Task item:
Return every line of the data that contains the string "FilterConfig".

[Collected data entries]
--
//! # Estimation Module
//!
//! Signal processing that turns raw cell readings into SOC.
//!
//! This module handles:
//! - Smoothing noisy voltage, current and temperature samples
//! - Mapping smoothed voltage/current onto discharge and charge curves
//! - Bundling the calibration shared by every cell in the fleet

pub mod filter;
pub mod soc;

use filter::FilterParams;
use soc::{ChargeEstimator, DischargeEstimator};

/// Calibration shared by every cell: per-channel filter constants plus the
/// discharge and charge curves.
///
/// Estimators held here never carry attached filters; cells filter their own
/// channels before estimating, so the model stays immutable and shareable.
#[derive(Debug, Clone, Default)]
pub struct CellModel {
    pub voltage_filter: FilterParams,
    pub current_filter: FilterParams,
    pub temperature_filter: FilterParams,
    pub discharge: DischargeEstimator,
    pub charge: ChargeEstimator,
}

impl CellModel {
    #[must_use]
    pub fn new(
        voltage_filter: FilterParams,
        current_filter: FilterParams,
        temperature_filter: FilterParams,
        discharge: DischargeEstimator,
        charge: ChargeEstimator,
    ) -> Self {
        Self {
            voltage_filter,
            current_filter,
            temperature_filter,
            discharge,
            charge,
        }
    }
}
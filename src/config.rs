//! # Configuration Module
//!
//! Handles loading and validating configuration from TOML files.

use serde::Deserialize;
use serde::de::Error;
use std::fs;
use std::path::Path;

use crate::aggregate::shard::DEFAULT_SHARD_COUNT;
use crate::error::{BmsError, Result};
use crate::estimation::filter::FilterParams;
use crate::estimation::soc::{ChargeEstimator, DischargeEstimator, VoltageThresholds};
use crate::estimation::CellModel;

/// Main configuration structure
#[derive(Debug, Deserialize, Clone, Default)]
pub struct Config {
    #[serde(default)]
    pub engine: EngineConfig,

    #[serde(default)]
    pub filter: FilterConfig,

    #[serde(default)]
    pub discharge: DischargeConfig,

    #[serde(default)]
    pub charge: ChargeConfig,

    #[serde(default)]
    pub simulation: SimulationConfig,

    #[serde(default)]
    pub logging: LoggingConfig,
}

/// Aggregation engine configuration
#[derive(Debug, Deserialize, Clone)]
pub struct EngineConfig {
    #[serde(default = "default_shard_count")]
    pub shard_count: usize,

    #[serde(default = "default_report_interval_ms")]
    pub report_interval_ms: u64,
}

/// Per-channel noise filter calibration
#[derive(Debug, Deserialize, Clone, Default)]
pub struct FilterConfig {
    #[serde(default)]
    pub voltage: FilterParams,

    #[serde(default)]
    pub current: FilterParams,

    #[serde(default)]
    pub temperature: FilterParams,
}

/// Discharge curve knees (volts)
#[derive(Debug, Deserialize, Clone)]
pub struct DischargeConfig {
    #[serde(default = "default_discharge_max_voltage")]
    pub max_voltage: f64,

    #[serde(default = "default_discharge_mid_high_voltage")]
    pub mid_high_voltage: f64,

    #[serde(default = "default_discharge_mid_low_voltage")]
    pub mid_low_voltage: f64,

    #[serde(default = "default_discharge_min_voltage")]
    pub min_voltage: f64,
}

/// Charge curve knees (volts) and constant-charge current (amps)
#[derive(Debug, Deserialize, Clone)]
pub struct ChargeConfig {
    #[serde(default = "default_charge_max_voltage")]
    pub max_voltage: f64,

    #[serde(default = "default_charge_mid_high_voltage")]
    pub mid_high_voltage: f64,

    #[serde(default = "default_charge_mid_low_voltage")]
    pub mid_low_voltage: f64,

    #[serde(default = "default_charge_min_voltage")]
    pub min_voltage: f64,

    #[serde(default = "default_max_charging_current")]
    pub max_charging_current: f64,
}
--
Final answer:
    pub filter: FilterConfig,
pub struct FilterConfig {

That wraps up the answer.